Anlagen gemäß dem Übereinkommen von Paris

Die Ziele des Übereinkommens von Paris können nur dann erreicht werden, wenn Vermögensverwalter konstruktiv zum Übergang zu emissionsarmen Energiequellen beitragen. Hierbei müssen die unterschiedlichen Zielsetzungen der Vermögenseigentümer sowie die Komplexität bei der Vorhersage der politischen wie auch technologischen Entwicklung berücksichtigt werden.
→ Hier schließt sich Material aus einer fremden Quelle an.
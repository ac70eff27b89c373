//! Catalog data model and version hashing.

use serde::{Deserialize, Serialize};
use serde_json::{json, Value};
use sha2::{Digest, Sha256};

/// Entries exposed in the abbreviated view handed to planners.
pub const ABBREVIATED_LIMIT: usize = 25;

/// Hex length of `catalog_version` and `dom_path_hash`.
const VERSION_LEN: usize = 16;

/// One interactable element.
#[derive(Clone, Debug, Default, Serialize, Deserialize)]
pub struct CatalogEntry {
    /// Dense ordinal, equal to the entry's position in `entries`.
    #[serde(default)]
    pub index: u32,
    pub tag: String,
    #[serde(default)]
    pub role: String,
    #[serde(default)]
    pub primary_label: String,
    #[serde(default)]
    pub secondary_label: String,
    #[serde(default)]
    pub section_hint: String,
    #[serde(default)]
    pub state_hint: String,
    #[serde(default)]
    pub href_short: String,
    /// Most-stable-first selector strings in the legacy grammar.
    #[serde(default)]
    pub robust_selectors: Vec<String>,
    #[serde(default)]
    pub nearest_texts: Vec<String>,
    #[serde(default)]
    pub dom_path: String,
    #[serde(default)]
    pub dom_path_hash: String,
    /// `[x, y, width, height]`.
    #[serde(default)]
    pub bbox: [f64; 4],
    /// Computed-style visibility. Membership already excludes
    /// `display:none`/`visibility:hidden` elements, so listed entries are
    /// visible even when scrolled out of the viewport.
    #[serde(default)]
    pub visible: bool,
    /// Whether the bounding box intersects the current viewport.
    #[serde(default)]
    pub in_viewport: bool,
    #[serde(default)]
    pub disabled: bool,
}

impl CatalogEntry {
    pub fn hash_dom_path(dom_path: &str) -> String {
        let digest = hex::encode(Sha256::digest(dom_path.as_bytes()));
        digest[..VERSION_LEN].to_string()
    }

    /// Compact single-line form used by the abbreviated view.
    pub fn abbreviated(&self) -> Value {
        json!({
            "index": self.index,
            "tag": self.tag,
            "role": self.role,
            "primary_label": self.primary_label,
            "secondary_label": self.secondary_label,
            "section_hint": self.section_hint,
            "state_hint": self.state_hint,
            "href_short": self.href_short,
        })
    }
}

/// Snapshot of the page's interactable elements.
#[derive(Clone, Debug, Default, Serialize, Deserialize)]
pub struct ElementCatalog {
    pub catalog_version: String,
    pub url: String,
    pub title: String,
    pub entries: Vec<CatalogEntry>,
}

impl ElementCatalog {
    /// Assemble a catalog: assign dense indices in traversal order, fill the
    /// path hashes and compute the content version.
    pub fn assemble(url: String, title: String, mut entries: Vec<CatalogEntry>) -> Self {
        for (position, entry) in entries.iter_mut().enumerate() {
            entry.index = position as u32;
            if entry.dom_path_hash.is_empty() {
                entry.dom_path_hash = CatalogEntry::hash_dom_path(&entry.dom_path);
            }
        }
        let catalog_version = Self::version_of(&url, &entries);
        Self {
            catalog_version,
            url,
            title,
            entries,
        }
    }

    /// Content hash over the structural fingerprint. The fingerprint triples
    /// are sorted so the version depends on content, not entry order; a
    /// positional move still changes it through the dom path hash.
    pub fn version_of(url: &str, entries: &[CatalogEntry]) -> String {
        let mut fingerprint: Vec<String> = entries
            .iter()
            .map(|e| format!("{}|{}|{}", e.dom_path_hash, e.primary_label, e.state_hint))
            .collect();
        fingerprint.sort();

        let mut hasher = Sha256::new();
        hasher.update(url.as_bytes());
        for line in &fingerprint {
            hasher.update(b"\n");
            hasher.update(line.as_bytes());
        }
        let digest = hex::encode(hasher.finalize());
        digest[..VERSION_LEN].to_string()
    }

    pub fn get(&self, index: u32) -> Option<&CatalogEntry> {
        self.entries.get(index as usize)
    }

    pub fn abbreviated(&self) -> Vec<Value> {
        self.entries
            .iter()
            .take(ABBREVIATED_LIMIT)
            .map(CatalogEntry::abbreviated)
            .collect()
    }

    /// Render the abbreviated view as the indexed text block planners see.
    pub fn format_for_prompt(&self) -> String {
        if self.entries.is_empty() {
            return "(No interactive elements detected in the current viewport)".to_string();
        }
        let mut lines = Vec::new();
        for entry in self.entries.iter().take(ABBREVIATED_LIMIT) {
            let role = if entry.role.is_empty() {
                entry.tag.as_str()
            } else {
                entry.role.as_str()
            };
            let label = if entry.primary_label.is_empty() {
                "(no label)"
            } else {
                entry.primary_label.as_str()
            };
            let mut hints = Vec::new();
            if !entry.section_hint.is_empty() {
                hints.push(format!("section: {}", entry.section_hint));
            }
            if !entry.state_hint.is_empty() {
                hints.push(entry.state_hint.clone());
            }
            if !entry.href_short.is_empty() {
                hints.push(entry.href_short.clone());
            }
            let suffix = if hints.is_empty() {
                String::new()
            } else {
                format!(" ({})", hints.join("; "))
            };
            lines.push(format!("[{}] {}: {}{}", entry.index, role, label, suffix));
        }
        lines.join("\n")
    }

    /// Full wire form served by the catalog endpoint.
    pub fn to_payload(&self) -> Value {
        json!({
            "abbreviated": self.abbreviated(),
            "full": self.entries,
            "catalog_version": self.catalog_version,
            "index_mode_enabled": !self.entries.is_empty(),
            "metadata": { "url": self.url, "title": self.title },
        })
    }
}

#[cfg(test)]
mod tests {
    use super::*;

    fn entry(dom_path: &str, label: &str, state: &str) -> CatalogEntry {
        CatalogEntry {
            tag: "button".into(),
            primary_label: label.into(),
            state_hint: state.into(),
            dom_path: dom_path.into(),
            visible: true,
            ..CatalogEntry::default()
        }
    }

    #[test]
    fn indices_are_dense_and_positional() {
        let catalog = ElementCatalog::assemble(
            "https://example.com".into(),
            "Example".into(),
            vec![entry("body > a", "Home", ""), entry("body > button", "Go", "")],
        );
        for (position, entry) in catalog.entries.iter().enumerate() {
            assert_eq!(entry.index as usize, position);
        }
    }

    #[test]
    fn version_is_content_addressed() {
        let make = |label: &str| {
            ElementCatalog::assemble(
                "https://example.com".into(),
                "Example".into(),
                vec![entry("body > button", label, "")],
            )
        };
        assert_eq!(make("Go").catalog_version, make("Go").catalog_version);
        assert_ne!(make("Go").catalog_version, make("Stop").catalog_version);
    }

    #[test]
    fn version_changes_with_state_hint() {
        let with_state = ElementCatalog::assemble(
            "u".into(),
            "t".into(),
            vec![entry("body > input", "Agree", "checked")],
        );
        let without = ElementCatalog::assemble(
            "u".into(),
            "t".into(),
            vec![entry("body > input", "Agree", "")],
        );
        assert_ne!(with_state.catalog_version, without.catalog_version);
    }

    #[test]
    fn abbreviated_view_caps_at_limit() {
        let entries = (0..40)
            .map(|i| entry(&format!("body > a:nth-of-type({i})"), "x", ""))
            .collect();
        let catalog = ElementCatalog::assemble("u".into(), "t".into(), entries);
        assert_eq!(catalog.abbreviated().len(), ABBREVIATED_LIMIT);
        assert_eq!(catalog.entries.len(), 40);
    }
}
Das Übereinkommen von Paris und warum es für Anleger so wichtig ist

Das Übereinkommen von Paris aus dem Jahr 2015 strebt eine Begrenzung des Anstiegs der globalen Durchschnittstemperatur auf deutlich unter 2°C über dem vorindustriellen Niveau an und umfasst Anstrengungen, diesen Temperaturanstieg auf 1,5°C zu begrenzen. Damit das ambitioniertere Ziel von 1,5°C umgesetzt werden kann, müssen bis 2050 Netto-Null-Emissionen erreicht werden. Dies bedeutet, dass sämtliche Restemissionen aus Branchen, bei denen sich Emissionsreduzierungen schwierig gestalten, durch technologische oder natürliche Lösungen aus der Atmosphäre entfernt werden müssen.

Im Zuge des Übereinkommens von Paris wird überdies angestrebt, die Mittelzuflüsse an diesen Zielsetzungen auszurichten. Schätzungen der Internationalen Energieagentur zufolge sind jedes Jahr rund 2 Bio. USD vonnöten, um die Dekarbonisierungsziele im Rahmen des Übereinkommens von Paris zu erreichen. Dieser Finanzierungsbedarf hat erhebliche Anlagegelegenheiten zur Folge. Derzeit wird weltweit nur etwa die Hälfte dieses Betrags zur Verfügung gestellt, was überwiegend auf die unzureichende Regierungspolitik zurückzuführen ist.